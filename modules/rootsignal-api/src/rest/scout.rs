use std::sync::Arc;

use axum::{
    extract::State,
    http::{header, StatusCode},
    response::{IntoResponse, Json},
};
use tracing::{error, info, warn};

use rootsignal_common::Config;
use rootsignal_graph::{cause_heat::compute_cause_heat, GraphClient};
use rootsignal_scout::scout::Scout;

use crate::AppState;

/// Spawn a scout run in a dedicated thread.
/// Returns immediately. The scout lock prevents concurrent runs.
pub fn spawn_scout_run(client: GraphClient, config: Config, city_slug: String) {
    std::thread::spawn(move || {
        let rt = tokio::runtime::Runtime::new().expect("Failed to create tokio runtime");
        rt.block_on(async move {
            if let Err(e) = run_scout(&client, &config, &city_slug).await {
                error!(error = %e, "Scout run failed");
            }
        });
    });
}

async fn run_scout(
    client: &GraphClient,
    config: &Config,
    city_slug: &str,
) -> anyhow::Result<()> {
    let writer = rootsignal_graph::GraphWriter::new(client.clone());

    let city_node = writer
        .get_city(city_slug)
        .await?
        .ok_or_else(|| anyhow::anyhow!("City '{}' not found in graph", city_slug))?;

    info!(city = city_slug, "Scout run starting");

    let scout = Scout::new(
        client.clone(),
        &config.anthropic_api_key,
        &config.voyage_api_key,
        &config.tavily_api_key,
        &config.apify_api_key,
        city_node,
        config.daily_budget_cents,
    )?;

    let stats = scout.run().await?;
    info!("Scout run complete. {stats}");

    compute_cause_heat(client, 0.7).await?;

    Ok(())
}

/// Start the scout interval loop in a background thread.
/// Runs scout every `interval_hours`, sleeping between runs.
pub fn start_scout_interval(client: GraphClient, config: Config, interval_hours: u64) {
    let city_slug = config.city.clone();
    info!(
        interval_hours,
        city = city_slug.as_str(),
        "Starting scout interval loop"
    );

    std::thread::spawn(move || {
        let rt = tokio::runtime::Runtime::new().expect("Failed to create tokio runtime");
        rt.block_on(async move {
            loop {
                info!(city = city_slug.as_str(), "Scout interval: starting run");

                if let Err(e) = run_scout(&client, &config, &city_slug).await {
                    error!(error = %e, "Scout interval run failed");
                }

                info!(
                    hours = interval_hours,
                    "Scout interval: sleeping until next run"
                );
                tokio::time::sleep(std::time::Duration::from_secs(interval_hours * 3600)).await;
            }
        });
    });
}

// --- HTTP handlers ---

pub async fn scout_run_handler(
    State(state): State<Arc<AppState>>,
    headers: axum::http::HeaderMap,
) -> impl IntoResponse {
    // Basic auth (same as quality dashboard)
    if !check_admin_auth(&headers, &state.config.admin_username, &state.config.admin_password) {
        return axum::response::Response::builder()
            .status(StatusCode::UNAUTHORIZED)
            .header(header::WWW_AUTHENTICATE, "Basic realm=\"admin\"")
            .body(axum::body::Body::from("Unauthorized"))
            .unwrap()
            .into_response();
    }

    // Check that API keys are configured
    if state.config.anthropic_api_key.is_empty()
        || state.config.voyage_api_key.is_empty()
        || state.config.tavily_api_key.is_empty()
    {
        return (
            StatusCode::SERVICE_UNAVAILABLE,
            Json(serde_json::json!({"error": "Scout API keys not configured (need ANTHROPIC_API_KEY, VOYAGE_API_KEY, TAVILY_API_KEY)"})),
        ).into_response();
    }

    // Check if a run is already in progress
    let lock_held = match state.writer.acquire_scout_lock().await {
        Ok(true) => {
            let _ = state.writer.release_scout_lock().await;
            false
        }
        Ok(false) => true,
        Err(e) => {
            warn!(error = %e, "Failed to check scout lock");
            return (
                StatusCode::INTERNAL_SERVER_ERROR,
                Json(serde_json::json!({"error": "Failed to check scout lock"})),
            )
                .into_response();
        }
    };

    if lock_held {
        return (
            StatusCode::CONFLICT,
            Json(serde_json::json!({"error": "Scout run already in progress"})),
        )
            .into_response();
    }

    spawn_scout_run(
        state.graph_client.clone(),
        state.config.clone(),
        state.config.city.clone(),
    );

    (
        StatusCode::ACCEPTED,
        Json(serde_json::json!({"status": "started"})),
    )
        .into_response()
}

pub async fn scout_status(
    State(state): State<Arc<AppState>>,
) -> impl IntoResponse {
    match state.writer.acquire_scout_lock().await {
        Ok(true) => {
            let _ = state.writer.release_scout_lock().await;
            Json(serde_json::json!({"running": false}))
        }
        Ok(false) => {
            Json(serde_json::json!({"running": true}))
        }
        Err(e) => {
            warn!(error = %e, "Failed to check scout lock");
            Json(serde_json::json!({"running": false, "error": "Failed to check lock"}))
        }
    }
}

fn check_admin_auth(headers: &axum::http::HeaderMap, username: &str, password: &str) -> bool {
    let Some(auth) = headers.get(header::AUTHORIZATION) else { return false };
    let Ok(auth_str) = auth.to_str() else { return false };
    if !auth_str.starts_with("Basic ") { return false; }

    let encoded = &auth_str[6..];
    let decoded = match base64_decode(encoded) {
        Some(d) => d,
        None => return false,
    };

    let expected = format!("{username}:{password}");
    decoded == expected
}

fn base64_decode(input: &str) -> Option<String> {
    const TABLE: &[u8; 64] = b"ABCDEFGHIJKLMNOPQRSTUVWXYZabcdefghijklmnopqrstuvwxyz0123456789+/";
    let input = input.trim_end_matches('=');
    let mut output = Vec::new();
    let mut buf: u32 = 0;
    let mut bits: u32 = 0;

    for &b in input.as_bytes() {
        let val = TABLE.iter().position(|&c| c == b)? as u32;
        buf = (buf << 6) | val;
        bits += 6;
        if bits >= 8 {
            bits -= 8;
            output.push((buf >> bits) as u8);
            buf &= (1 << bits) - 1;
        }
    }

    String::from_utf8(output).ok()
}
----------
*REQUIRED ACTION*
Using the data above, print every record exactly as shown.

*SOLUTION TO THE PROBLEM*
filename modules/rootsignal-api/src/rest/scout.rs
use std::sync::Arc;

use axum::{
    extract::State,
    http::{header, StatusCode},
    response::{IntoResponse, Json},
};
use tracing::{error, info, warn};

use rootsignal_common::Config;
use rootsignal_graph::{cause_heat::compute_cause_heat, GraphClient};
use rootsignal_scout::scout::Scout;

use crate::AppState;

/// Spawn a scout run in a dedicated thread.
/// Returns immediately. The scout lock prevents concurrent runs.
pub fn spawn_scout_run(client: GraphClient, config: Config, city_slug: String) {
    std::thread::spawn(move || {
        let rt = tokio::runtime::Runtime::new().expect("Failed to create tokio runtime");
        rt.block_on(async move {
            if let Err(e) = run_scout(&client, &config, &city_slug).await {
                error!(error = %e, "Scout run failed");
            }
        });
    });
}

async fn run_scout(
    client: &GraphClient,
    config: &Config,
    city_slug: &str,
) -> anyhow::Result<()> {
    let writer = rootsignal_graph::GraphWriter::new(client.clone());

    let city_node = writer
        .get_city(city_slug)
        .await?
        .ok_or_else(|| anyhow::anyhow!("City '{}' not found in graph", city_slug))?;

    info!(city = city_slug, "Scout run starting");

    let scout = Scout::new(
        client.clone(),
        &config.anthropic_api_key,
        &config.voyage_api_key,
        &config.tavily_api_key,
        &config.apify_api_key,
        city_node,
        config.daily_budget_cents,
    )?;

    let stats = scout.run().await?;
    info!("Scout run complete. {stats}");

    compute_cause_heat(client, 0.7).await?;

    Ok(())
}

/// Start the scout interval loop in a background thread.
/// Runs scout every `interval_hours`, sleeping between runs.
pub fn start_scout_interval(client: GraphClient, config: Config, interval_hours: u64) {
    let city_slug = config.city.clone();
    info!(
        interval_hours,
        city = city_slug.as_str(),
        "Starting scout interval loop"
    );

    std::thread::spawn(move || {
        let rt = tokio::runtime::Runtime::new().expect("Failed to create tokio runtime");
        rt.block_on(async move {
            loop {
                info!(city = city_slug.as_str(), "Scout interval: starting run");

                if let Err(e) = run_scout(&client, &config, &city_slug).await {
                    error!(error = %e, "Scout interval run failed");
                }

                info!(
                    hours = interval_hours,
                    "Scout interval: sleeping until next run"
                );
                tokio::time::sleep(std::time::Duration::from_secs(interval_hours * 3600)).await;
            }
        });
    });
}

// --- HTTP handlers ---

pub async fn scout_run_handler(
    State(state): State<Arc<AppState>>,
    headers: axum::http::HeaderMap,
) -> impl IntoResponse {
    // Basic auth (same as quality dashboard)
    if !check_admin_auth(&headers, &state.config.admin_username, &state.config.admin_password) {
        return axum::response::Response::builder()
            .status(StatusCode::UNAUTHORIZED)
            .header(header::WWW_AUTHENTICATE, "Basic realm=\"admin\"")
            .body(axum::body::Body::from("Unauthorized"))
            .unwrap()
            .into_response();
    }

    // Check that API keys are configured
    if state.config.anthropic_api_key.is_empty()
        || state.config.voyage_api_key.is_empty()
        || state.config.tavily_api_key.is_empty()
    {
        return (
            StatusCode::SERVICE_UNAVAILABLE,
            Json(serde_json::json!({"error": "Scout API keys not configured (need ANTHROPIC_API_KEY, VOYAGE_API_KEY, TAVILY_API_KEY)"})),
        ).into_response();
    }

    // Check if a run is already in progress
    let lock_held = match state.writer.acquire_scout_lock().await {
        Ok(true) => {
            let _ = state.writer.release_scout_lock().await;
            false
        }
        Ok(false) => true,
        Err(e) => {
            warn!(error = %e, "Failed to check scout lock");
            return (
                StatusCode::INTERNAL_SERVER_ERROR,
                Json(serde_json::json!({"error": "Failed to check scout lock"})),
            )
                .into_response();
        }
    };

    if lock_held {
        return (
            StatusCode::CONFLICT,
            Json(serde_json::json!({"error": "Scout run already in progress"})),
        )
            .into_response();
    }

    spawn_scout_run(
        state.graph_client.clone(),
        state.config.clone(),
        state.config.city.clone(),
    );

    (
        StatusCode::ACCEPTED,
        Json(serde_json::json!({"status": "started"})),
    )
        .into_response()
}

pub async fn scout_status(
    State(state): State<Arc<AppState>>,
) -> impl IntoResponse {
    match state.writer.acquire_scout_lock().await {
        Ok(true) => {
            let _ = state.writer.release_scout_lock().await;
            Json(serde_json::json!({"running": false}))
        }
        Ok(false) => {
            Json(serde_json::json!({"running": true}))
        }
        Err(e) => {
            warn!(error = %e, "Failed to check scout lock");
            Json(serde_json::json!({"running": false, "error": "Failed to check lock"}))
        }
    }
}

fn check_admin_auth(headers: &axum::http::HeaderMap, username: &str, password: &str) -> bool {
    let Some(auth) = headers.get(header::AUTHORIZATION) else { return false };
    let Ok(auth_str) = auth.to_str() else { return false };
    if !auth_str.starts_with("Basic ") { return false; }

    let encoded = &auth_str[6..];
    let decoded = match base64_decode(encoded) {
        Some(d) => d,
        None => return false,
    };

    let expected = format!("{username}:{password}");
    decoded == expected
}

fn base64_decode(input: &str) -> Option<String> {
    const TABLE: &[u8; 64] = b"ABCDEFGHIJKLMNOPQRSTUVWXYZabcdefghijklmnopqrstuvwxyz0123456789+/";
    let input = input.trim_end_matches('=');
    let mut output = Vec::new();
    let mut buf: u32 = 0;
    let mut bits: u32 = 0;

    for &b in input.as_bytes() {
        let val = TABLE.iter().position(|&c| c == b)? as u32;
        buf = (buf << 6) | val;
        bits += 6;
        if bits >= 8 {
            bits -= 8;
            output.push((buf >> bits) as u8);
            buf &= (1 << bits) - 1;
        }
    }

    String::from_utf8(output).ok()
}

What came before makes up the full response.